**Assigned task:** Count how many lines in the following data hold the word "ElementPicker". Your answer is the number and nothing else.

**Records for this exercise:**

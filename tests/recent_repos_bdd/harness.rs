//! Mock server wiring and report generation for the BDD tests.

use chrono::{DateTime, TimeDelta, TimeZone, Utc};
use recent_repos::github::models::format_github_timestamp;
use recent_repos::{
    ClientConfig, Collection, GitHubClient, ReportDestination, ReportError, collect_recent,
    lookback_cutoff, write_report,
};
use serde_json::{Value, json};
use wiremock::matchers::{method, path, query_param, query_param_is_missing};
use wiremock::{Mock, ResponseTemplate};

use super::runtime::SharedRuntime;
use super::state::ReportState;

const PER_PAGE: u8 = 100;

/// One scripted page of the organization listing.
#[derive(Debug, Clone)]
pub(crate) struct ScriptedPage {
    pub(crate) page: u32,
    pub(crate) offsets: Vec<i64>,
    pub(crate) exhausted: bool,
}

/// Instant every scenario treats as "now".
pub(crate) fn reference_now() -> DateTime<Utc> {
    Utc.with_ymd_and_hms(2025, 7, 1, 12, 0, 0)
        .single()
        .unwrap_or_else(|| panic!("reference instant should be valid"))
}

fn org_repos_path(org: &str) -> String {
    format!("/orgs/{org}/repos")
}

fn repository_json(offset_days: i64) -> Value {
    let delta = TimeDelta::try_days(offset_days)
        .unwrap_or_else(|| panic!("offset {offset_days} out of range"));
    json!({
        "name": format!("repo-{offset_days}d"),
        "description": format!("Updated {offset_days} days ago"),
        "stargazers_count": offset_days,
        "updated_at": format_github_timestamp(reference_now() - delta),
    })
}

/// Mounts the scripted pages, or the failure response, on the mock server.
pub(crate) fn mount_pages(report_state: &ReportState, runtime: &SharedRuntime) {
    let org = report_state
        .org
        .get()
        .unwrap_or_else(|| panic!("organization not configured"));
    let server = report_state
        .server
        .get()
        .unwrap_or_else(|| panic!("mock server not initialised"));
    let repos_path = org_repos_path(&org);

    if let Some(status) = report_state.failure_status.get() {
        let mock = Mock::given(method("GET"))
            .and(path(repos_path.as_str()))
            .respond_with(
                ResponseTemplate::new(status).set_body_string("{\"message\":\"Not Found\"}"),
            );
        runtime.block_on(mock.mount(&server));
        return;
    }

    let pages = report_state.pages.get().unwrap_or_default();
    for scripted in &pages {
        let items: Vec<Value> = scripted.offsets.iter().copied().map(repository_json).collect();
        let remaining = if scripted.exhausted { "0" } else { "42" };
        let base_response = ResponseTemplate::new(200)
            .set_body_json(items)
            .insert_header("X-RateLimit-Limit", "60")
            .insert_header("X-RateLimit-Remaining", remaining);

        let has_next = pages.iter().any(|other| other.page == scripted.page + 1);
        let response = if has_next {
            let next = format!(
                "{}{repos_path}?per_page={PER_PAGE}&type=public&sort=updated&direction=desc&page={}",
                server.uri(),
                scripted.page + 1
            );
            base_response.insert_header("Link", format!("<{next}>; rel=\"next\""))
        } else {
            base_response
        };

        let base_mock = Mock::given(method("GET")).and(path(repos_path.as_str()));
        let page_mock = if scripted.page == 1 {
            base_mock.and(query_param_is_missing("page"))
        } else {
            base_mock.and(query_param("page", scripted.page.to_string()))
        };
        runtime.block_on(
            page_mock.and(query_param("per_page", PER_PAGE.to_string()))
                .respond_with(response)
                .mount(&server),
        );
    }
}

/// Runs the blocking report pipeline against the mock server.
pub(crate) fn generate_report(
    report_state: &ReportState,
    days: u32,
    destination: &ReportDestination,
) -> Result<Collection, ReportError> {
    let server_uri = report_state
        .server
        .with_ref(|server| server.uri())
        .ok_or_else(|| ReportError::Configuration {
            message: "mock server URL missing".to_owned(),
        })?;
    let org = report_state
        .org
        .get()
        .ok_or_else(|| ReportError::Configuration {
            message: "organization missing".to_owned(),
        })?;

    let config = ClientConfig::new(&server_uri, None)?;
    let start_url = config.org_repos_url(&org, PER_PAGE)?;
    let client = GitHubClient::new(config)?;

    let collection = collect_recent(
        &client,
        start_url.as_str(),
        lookback_cutoff(reference_now(), days),
    )?;
    write_report(destination, &collection.records)?;
    Ok(collection)
}

/// Counts requests the server received for the given page.
pub(crate) fn requests_for_page(
    report_state: &ReportState,
    runtime: &SharedRuntime,
    page: u32,
) -> usize {
    let server = report_state
        .server
        .get()
        .unwrap_or_else(|| panic!("mock server not initialised"));
    let requests = runtime
        .block_on(server.received_requests())
        .unwrap_or_default();
    let page_value = page.to_string();

    requests
        .iter()
        .filter(|request| {
            request
                .url
                .query_pairs()
                .find(|(key, _)| key == "page")
                .map_or(page == 1, |(_, value)| value == page_value.as_str())
        })
        .count()
}
//! Shared test helpers for configuration tests.

use ortho_config::MergeComposer;
use serde_json::Value;

use crate::RecentReposConfig;

/// Applies a configuration layer to the composer based on the layer type.
pub fn apply_layer(composer: &mut MergeComposer, layer_type: &str, value: Value) {
    match layer_type {
        "defaults" => composer.push_defaults(value),
        "file" => composer.push_file(value, None),
        "environment" => composer.push_environment(value),
        "cli" => composer.push_cli(value),
        _ => panic!("unknown layer type: {layer_type}"),
    }
}

/// Composes a [`RecentReposConfig`] from a sequence of `(layer_type, value)` pairs.
pub fn build_config_from_layers(layers: &[(&str, Value)]) -> RecentReposConfig {
    let mut composer = MergeComposer::new();

    for (layer_type, value) in layers {
        apply_layer(&mut composer, layer_type, value.clone());
    }

    RecentReposConfig::merge_from_layers(composer.layers()).expect("merge should succeed")
}
mod app;
mod clipboard;
mod handler;
mod tui;
mod ui;

use std::fs::{self, OpenOptions};
use std::sync::Mutex;
use std::time::Duration;

use anyhow::Result;
use clap::Parser;
use pagegrab_core::{Config, ElementPicker, RunMode};

use crate::app::App;
use crate::clipboard::ClipboardPicker;
use crate::tui::{EventHandler, Tui};

const CLIPBOARD_POLL: Duration = Duration::from_millis(400);

#[derive(Parser)]
#[command(name = "pagegrab")]
#[command(about = "Terminal panel for sending element change requests to a local OpenCode server")]
struct Cli {
    /// Enable editing (same as PAGEGRAB_MODE=development)
    #[arg(long)]
    dev: bool,
    /// Endpoint to post change requests to
    #[arg(long)]
    endpoint: Option<String>,
    /// Don't watch the clipboard; selections can still be pasted
    #[arg(long)]
    no_clipboard: bool,
}

/// Log to a file under the cache dir; the terminal belongs to the panel
fn init_logging() {
    let Some(dir) = dirs::cache_dir().map(|p| p.join("pagegrab")) else {
        return;
    };
    if fs::create_dir_all(&dir).is_err() {
        return;
    }
    let Ok(file) = OpenOptions::new().create(true).append(true).open(dir.join("tui.log")) else {
        return;
    };

    let _ = tracing_subscriber::fmt()
        .with_env_filter(
            tracing_subscriber::EnvFilter::try_from_default_env()
                .unwrap_or_else(|_| tracing_subscriber::EnvFilter::new("info")),
        )
        .with_ansi(false)
        .with_writer(Mutex::new(file))
        .try_init();
}

#[tokio::main]
async fn main() -> Result<()> {
    let cli = Cli::parse();
    init_logging();

    let mut config = Config::load()?;
    if cli.dev {
        config.mode = RunMode::Development;
    }
    if let Some(endpoint) = cli.endpoint {
        config.endpoint_url = endpoint;
    }

    let picker: Option<Box<dyn ElementPicker>> = if config.mode.is_development() && !cli.no_clipboard {
        ClipboardPicker::spawn(CLIPBOARD_POLL).map(|p| Box::new(p) as Box<dyn ElementPicker>)
    } else {
        None
    };

    let mut app = App::new(&config, picker);

    tui::install_panic_hook();
    let mut terminal = tui::init()?;
    let mut events = EventHandler::new();

    let result = run(&mut terminal, &mut app, &mut events).await;

    tui::restore()?;
    result
}

async fn run(terminal: &mut Tui, app: &mut App, events: &mut EventHandler) -> Result<()> {
    while !app.should_quit {
        terminal.draw(|frame| ui::render(frame, app))?;

        match events.next().await {
            Some(event) => handler::handle_event(app, event).await?,
            None => break,
        }
    }
    Ok(())
}
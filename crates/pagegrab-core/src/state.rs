//! UI-agnostic overlay state types
//!
//! This module contains the data structures shared between the overlay hosts
//! (terminal panel, HTTP endpoint) and doesn't depend on any UI framework.

use serde::{Deserialize, Serialize};

/// An element captured by the picker: its rendered source snippet and the
/// file it came from.
#[derive(Debug, Clone, PartialEq, Eq, Serialize, Deserialize)]
pub struct GrabContent {
    pub code: String,
    #[serde(rename = "filePath")]
    pub file_path: String,
}

/// Most recent pointer position, used only to place the panel
#[derive(Debug, Clone, Copy, PartialEq, Eq, Default)]
pub struct CursorPosition {
    pub x: u16,
    pub y: u16,
}

/// Where the apply/commit workflow currently is
#[derive(Debug, Clone, Copy, PartialEq, Eq, Default, Serialize, Deserialize)]
#[serde(rename_all = "lowercase")]
pub enum ProcessingState {
    #[default]
    Idle,
    Applying,
    Committing,
    Success,
    Error,
}

impl ProcessingState {
    pub fn as_str(&self) -> &'static str {
        match self {
            ProcessingState::Idle => "idle",
            ProcessingState::Applying => "applying",
            ProcessingState::Committing => "committing",
            ProcessingState::Success => "success",
            ProcessingState::Error => "error",
        }
    }

    /// A call to the local endpoint is in flight
    pub fn is_busy(&self) -> bool {
        matches!(self, ProcessingState::Applying | ProcessingState::Committing)
    }
}

/// Request body accepted by the local endpoint
#[derive(Debug, Clone, Serialize, Deserialize)]
pub struct ChangeRequestBody {
    pub message: String,
}

/// Response contract of every local endpoint call.
///
/// `success == false` always carries a human-readable message in either
/// `response` or `error`.
#[derive(Debug, Clone, PartialEq, Eq, Default, Serialize, Deserialize)]
pub struct ApiResponse {
    pub success: bool,
    #[serde(default, skip_serializing_if = "Option::is_none")]
    pub response: Option<String>,
    #[serde(default, skip_serializing_if = "Option::is_none")]
    pub error: Option<String>,
}

impl ApiResponse {
    pub fn ok(response: impl Into<String>) -> Self {
        Self {
            success: true,
            response: Some(response.into()),
            error: None,
        }
    }

    /// Failure with the message in `response`, the shape used for upstream errors
    pub fn failed(response: impl Into<String>) -> Self {
        Self {
            success: false,
            response: Some(response.into()),
            error: None,
        }
    }

    /// Failure with the message in `error`, the shape used for validation errors
    pub fn rejected(error: impl Into<String>) -> Self {
        Self {
            success: false,
            response: None,
            error: Some(error.into()),
        }
    }

    /// The first non-empty message carried by the response
    pub fn message(&self) -> Option<&str> {
        self.response
            .as_deref()
            .filter(|s| !s.is_empty())
            .or_else(|| self.error.as_deref().filter(|s| !s.is_empty()))
    }
}
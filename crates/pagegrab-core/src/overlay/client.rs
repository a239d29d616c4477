use anyhow::{Context, Result, anyhow};
use async_trait::async_trait;
use reqwest::Client;

use crate::state::{ApiResponse, ChangeRequestBody};

/// The local endpoint as seen from the overlay
#[async_trait]
pub trait ChangeApi: Send + Sync {
    async fn post_message(&self, message: &str) -> Result<ApiResponse>;
}

#[derive(Clone)]
pub struct LocalApiClient {
    client: Client,
    endpoint_url: String,
}

impl LocalApiClient {
    pub fn new(endpoint_url: &str) -> Self {
        Self {
            client: Client::new(),
            endpoint_url: endpoint_url.to_string(),
        }
    }

    pub fn endpoint_url(&self) -> &str {
        &self.endpoint_url
    }
}

#[async_trait]
impl ChangeApi for LocalApiClient {
    async fn post_message(&self, message: &str) -> Result<ApiResponse> {
        let request = ChangeRequestBody {
            message: message.to_string(),
        };

        let response = self
            .client
            .post(&self.endpoint_url)
            .json(&request)
            .send()
            .await
            .with_context(|| format!("Could not reach {}", self.endpoint_url))?;

        // Error statuses still carry the JSON contract, except a disabled endpoint
        let status = response.status();
        let text = response.text().await?;
        serde_json::from_str::<ApiResponse>(&text).map_err(|_| {
            if status == reqwest::StatusCode::NOT_FOUND {
                anyhow!("Endpoint {} is not available (is the server running in development mode?)", self.endpoint_url)
            } else {
                anyhow!("Unexpected response from {} ({})", self.endpoint_url, status)
            }
        })
    }
}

**Response:** 3